The question arises - is it possible to plant native Arctic plants, which are well adapted to the current Tundra climate, as a mitigation strategy to help combat the “Carbon Bomb”? This could act to support Artic herbivores and their subsequent food webs, and potentially help to limit their displacement to more Northern areas, but may be impractical given the scale of the Canadian arctic and the limitations in our knowledge of how arctic ecosystems are being impacted by climate change.

 

This uncertainty clearly identifies the need for further study of Canada’s arctic in order to find the best tools to combat the carbon bomb.

 

 

Additonal Reading

 

National Geographic - Tundra Threats Explained

The Narwhal - Arctic tundra is 80 per cent permafrost. What happens when it thaws?
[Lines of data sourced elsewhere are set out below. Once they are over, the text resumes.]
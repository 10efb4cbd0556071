// Backend endpoints
//
// Typed wrappers over the backend's auth, agent and chat routes. The agent
// routes back the core AgentStore trait so edit sessions save straight
// through the HTTP client.

use agentdesk_core::agent::{AgentEnvelope, AgentList};
use agentdesk_core::{AgentRecord, AgentStore, ChatAgent, SavePayload, StoreError, StoreResult};
use async_trait::async_trait;
use reqwest::multipart::{Form, Part};
use reqwest::Method;
use serde::{Deserialize, Serialize};
use uuid::Uuid;

use crate::client::{Client, ClientError};

/// Username the backend expects for the single admin account
pub const ADMIN_USERNAME: &str = "admin";

#[derive(Debug, Deserialize)]
struct PasswordStatus {
    admin_password_set: bool,
}

#[derive(Debug, Serialize)]
struct LoginRequest<'a> {
    username: &'a str,
    password: &'a str,
}

#[derive(Debug, Serialize)]
struct SetPasswordRequest<'a> {
    password: &'a str,
}

#[derive(Debug, Serialize)]
struct ChangePasswordRequest<'a> {
    current_password: &'a str,
    new_password: &'a str,
}

/// One entry of a chat transcript
#[derive(Debug, Clone, PartialEq, Eq, Serialize, Deserialize)]
pub struct ChatMessage {
    pub id: Uuid,
    pub content: String,
    pub role: String,
}

impl ChatMessage {
    pub fn new(role: impl Into<String>, content: impl Into<String>) -> Self {
        Self {
            id: Uuid::new_v4(),
            content: content.into(),
            role: role.into(),
        }
    }
}

/// Body of a chat prompt
#[derive(Debug, Serialize)]
pub struct ChatRequest<'a> {
    pub input: &'a str,
    pub messages: &'a [ChatMessage],
    /// 1 low, 2 medium, 3 high
    pub temperature: u8,
    /// 1 short, 2 medium, 3 long
    pub response_length: u8,
}

/// Model reply to a chat prompt
#[derive(Debug, Clone, Deserialize)]
pub struct ChatReply {
    pub content: String,
    #[serde(default = "assistant_role")]
    pub role: String,
}

fn assistant_role() -> String {
    "assistant".to_string()
}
Sciencing - Plant Adaptations in the Tundra 

 

References

 

Deslippe, J. R., M. Hartmann, W. W. Mohn and S. W. Simard. 2011.  Long-term experimental manipulation of climate alters the ectomycorrhizal community of Betula nana in Arctic tundra. Global Change Biology. 17:1625-1636.

 

Gilg, O., K. M. Kovacs, J. Aars, J. Fort, G. Gauthier, D. Grémillet, R. A. Ims, H. Meltofte, J. Moreau, E. Post, N. M. Schmidt, G. Yannic and L. Bollache. 2012. Climate change and the ecology and evolution of Arctic vertebrates. The Year in Ecology and Conservation Biology 1249:166-190.

 

Steiglitz, M., A. Giblin, J. Hobbie, M. Williams and G. Kling. 2000. Stimulating the effects of climate change variability on carbon dynamics in Arctic tundra. Global Biochemical Cycles 14:1123-1136.

 

Treat, C. C. and S. Frolking. 2013. A permafrost carbon bomb? Nature Climate Change 3:865-867.

 

UC Berkeley Biomes Group, S. Pullen and K. Ballard. 2004. The Tundra Biome. Berkeley University of California.  Berkeley, CA, USA.